Source records
※
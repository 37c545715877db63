//! Declaration synthesis through a native library

use cinder_core::Result;
use cinder_parser::{DeclarationSynthesizer, SynthesisError};
use std::ffi::{c_char, c_int, CString};

use crate::proxy::ModuleProxy;

/// Exported entry point of a native synthesizer library
pub const MAKE_HEADER: &str = "make_header";

type MakeHeaderFn = unsafe extern "C" fn(*const c_char, *mut c_char) -> c_int;

/// Synthesizer calling `int make_header(char const *source, char *header)`
/// in a loaded module.
///
/// The header buffer is one byte longer than the source, so the native side
/// may write at most as many bytes as it was given plus the terminator.
#[derive(Debug, Clone)]
pub struct NativeSynthesizer {
    module: ModuleProxy,
    make_header: MakeHeaderFn,
}

impl NativeSynthesizer {
    pub fn new(module: ModuleProxy) -> Result<Self> {
        // SAFETY: the module declares `make_header` with exactly this signature.
        let make_header = unsafe { module.function::<MakeHeaderFn>(MAKE_HEADER)? };
        Ok(Self { module, make_header })
    }

    pub fn module(&self) -> &ModuleProxy {
        &self.module
    }

    /// Declarations for `source`, trimmed
    pub fn make(&self, source: &str) -> std::result::Result<String, SynthesisError> {
        let source_buffer = CString::new(source)
            .map_err(|_| SynthesisError::Native("source contains an interior NUL".to_string()))?;
        let mut header_buffer = self
            .module
            .allocate_buffer(source.len() + 1)
            .map_err(|e| SynthesisError::Native(e.to_string()))?;

        // SAFETY: both buffers are NUL-terminated and outlive the call; the
        // header buffer has room for `source.len()` bytes plus a terminator.
        let status = unsafe { (self.make_header)(source_buffer.as_ptr(), header_buffer.as_mut_ptr()) };
        if status != 0 {
            return Err(SynthesisError::Native(format!("{} returned {}", MAKE_HEADER, status)));
        }

        Ok(self.module.read_string(&header_buffer).trim().to_string())
    }
}

impl DeclarationSynthesizer for NativeSynthesizer {
    fn name(&self) -> &str {
        "native"
    }

    fn synthesize(&self, source: &str) -> std::result::Result<String, SynthesisError> {
        self.make(source)
    }
}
※
Your instructions
Count each line above that has the word "DeclarationSynthesizer" in it, and write down nothing but the total.

The answer
2